Émile Ezryel Meyerson (né le à Lublin, en Pologne, et mort le à Paris) est un philosophe, philosophe des sciences et chimiste polonais, naturalisé français[1].

Contre le courant de pensée positiviste de la fin du XIXe siècle, il développe une épistémologie réaliste fondée sur le principe d'identité[2]. Il fut par ailleurs un sioniste convaincu, membre du comité central des Amants de Sion[3].

Meyerson est mort dans son sommeil d'une crise cardiaque à 74 ans.
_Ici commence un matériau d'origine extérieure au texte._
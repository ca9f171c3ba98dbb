//! Path level helpers on top of a [`Registry`] / 路径操作

use std::collections::BTreeSet;
use std::sync::Arc;

use chrono::{DateTime, Utc};
use futures::StreamExt;

use crate::error::{Error, Result};
use crate::io::OpenOptions;
use crate::storage::path::{ensure_dir_path, is_locator, split_locator};
use crate::storage::{ObjectMeta, Registry, Resolved};

async fn stat_resolved(resolved: &Resolved) -> Result<ObjectMeta> {
    let path = resolved.path.as_str();
    if path.is_empty() {
        return Ok(ObjectMeta::dir());
    }
    if is_locator(path) {
        let (locator, _) = split_locator(path);
        let mut meta = resolved.driver.head_locator(locator).await?;
        meta.is_dir = true;
        return Ok(meta);
    }
    match resolved.driver.head_object(path).await {
        Err(e) if e.is_not_found() && path.ends_with('/') => {
            // no marker object, but the prefix may still hold objects
            let mut entries = resolved.driver.list_objects(path, Some(1)).await?;
            match entries.next().await {
                Some(entry) => entry.map(|_| ObjectMeta::dir()),
                None => Err(Error::not_found(resolved.name.clone())),
            }
        }
        other => other,
    }
}

/// Object metadata / 获取元数据
pub async fn stat(registry: &Registry, name: &str) -> Result<ObjectMeta> {
    let resolved = registry.resolve(name, None)?;
    stat_resolved(&resolved).await
}

pub async fn exists(registry: &Registry, name: &str) -> Result<bool> {
    match stat(registry, name).await {
        Ok(_) => Ok(true),
        Err(e) if e.is_not_found() => Ok(false),
        Err(e) => Err(e),
    }
}

pub async fn getsize(registry: &Registry, name: &str) -> Result<u64> {
    Ok(stat(registry, name).await?.size)
}

pub async fn getmtime(registry: &Registry, name: &str) -> Result<DateTime<Utc>> {
    stat(registry, name)
        .await?
        .modified
        .ok_or_else(|| Error::unsupported(format!("modification time of {}", name)))
}

pub async fn isfile(registry: &Registry, name: &str) -> Result<bool> {
    if name.ends_with('/') {
        return Ok(false);
    }
    match stat(registry, name).await {
        Ok(meta) => Ok(!meta.is_dir),
        Err(e) if e.is_not_found() => Ok(false),
        Err(e) => Err(e),
    }
}

pub async fn isdir(registry: &Registry, name: &str) -> Result<bool> {
    let resolved = registry.resolve(name, None)?;
    let resolved = Resolved {
        path: ensure_dir_path(&resolved.path),
        ..resolved
    };
    match stat_resolved(&resolved).await {
        Ok(meta) => Ok(meta.is_dir),
        Err(e) if e.is_not_found() => Ok(false),
        Err(e) => Err(e),
    }
}

/// First level entries of a directory, sub directories end with `/` / 列出目录
pub async fn listdir(registry: &Registry, name: &str) -> Result<Vec<String>> {
    let resolved = registry.resolve(name, None)?;
    let prefix = if resolved.path.is_empty() {
        String::new()
    } else {
        format!("{}/", resolved.path.trim_end_matches('/'))
    };

    let mut names = BTreeSet::new();
    let mut entries = resolved.driver.list_objects(&prefix, None).await?;
    while let Some(entry) = entries.next().await {
        let (relative, _) = entry?;
        let first = match relative.split_once('/') {
            Some((dir, _)) => format!("{}/", dir),
            None => relative,
        };
        if !first.is_empty() && first != "/" {
            names.insert(first);
        }
    }
    Ok(names.into_iter().collect())
}

/// Create a directory marker / 创建目录
pub async fn make_dir(registry: &Registry, name: &str) -> Result<()> {
    let resolved = registry.resolve(name, None)?;
    resolved.driver.make_dir(&ensure_dir_path(&resolved.path)).await
}

pub async fn remove(registry: &Registry, name: &str) -> Result<()> {
    let resolved = registry.resolve(name, None)?;
    resolved.driver.remove(&resolved.path).await
}

/// Copy an object, server side when both paths share a driver that supports
/// it, otherwise through a read and a write stream / 复制
pub async fn copy(registry: &Registry, src: &str, dst: &str) -> Result<()> {
    let source = registry.resolve(src, None)?;
    let destination = registry.resolve(dst, None)?;

    if Arc::ptr_eq(&source.driver, &destination.driver)
        && source.driver.capabilities().can_server_side_copy
    {
        match source.driver.copy(&source.path, &destination.path).await {
            Ok(true) => {
                tracing::debug!("Server-side copy {} -> {}", src, dst);
                return Ok(());
            }
            Ok(false) => {}
            Err(e) if e.is_unsupported() => {}
            Err(e) => return Err(e),
        }
    }

    tracing::debug!("Stream copy {} -> {}", src, dst);
    let chunk = registry.engine().buffer_size;
    let mut reader = registry.open(src, OpenOptions::read()).await?;
    let mut writer = registry.open(dst, OpenOptions::write()).await?;
    loop {
        let data = reader.read(Some(chunk)).await?;
        if data.is_empty() {
            break;
        }
        writer.write(&data).await?;
    }
    reader.close().await?;
    writer.close().await
}
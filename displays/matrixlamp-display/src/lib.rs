//! Display surface and panel drivers for Matrixlamp
//!
//! This crate provides:
//! - [`Frame`]: the 16x16 staging buffer plugins draw into
//! - [`Surface`]: the commit boundary between a plugin's tick and the hardware
//! - [`Panel`] trait for different LED panel types
//! - [`ShiftRegisterPanel`]: bit-banged driver for daisy-chained
//!   shift-register matrices
//! - [`Rotation`] and [`PixelOrder`] for mounting and wiring variations
//!
//! # Architecture
//!
//! Plugins never see the panel. They receive `&mut Frame` for the duration
//! of one tick. The scheduler owns the [`Surface`] and decides when the
//! staged frame is pushed to hardware:
//!
//! ```text
//!   plugin.tick(&mut Frame)  ──►  Surface::commit_frame()  ──►  Panel::write_frame()
//!                                        │
//!                              rotation applied here
//! ```
//!
//! A frame drawn by one plugin is therefore never mixed with another
//! plugin's partial writes on the physical display.

#![cfg_attr(not(test), no_std)]
#![deny(unsafe_code)]

pub mod frame;
pub mod layout;
pub mod panel;
pub mod shift;
pub mod surface;

// Re-export key types
pub use frame::{Frame, PANEL_COLS, PANEL_ROWS, PIXEL_COUNT, PIXEL_OFF, PIXEL_ON};
pub use layout::{PixelOrder, Rotation};
pub use panel::{Panel, PanelError};
pub use shift::ShiftRegisterPanel;
pub use surface::Surface;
Biographie[modifier | modifier le code]

Né à Lublin en 1859, Émile Meyerson est le fils de Bernard Meyerson et Malvina Horowitz. Il part pour Heidelberg, en Allemagne, en 1870. Il étudie la chimie avec Wilhelm Bunsen et Hermann Franz Moritz Kopp. Il se rend ensuite en France à l'âge de 22 ans, et passe deux ans (1882-1884) dans le laboratoire Schützenberger au Collège de France. Déçu par le caractère appliqué de la chimie, il se tourne vers la philosophie et l'histoire des sciences. Son premier ouvrage de philosophie des sciences, Identité et réalité, est publié en 1908. Il a été correspondant étranger au service diplomatique de l'agence Havas, puis directeur de la Jewish Colonization Association pour l'Europe et l'Asie Mineure.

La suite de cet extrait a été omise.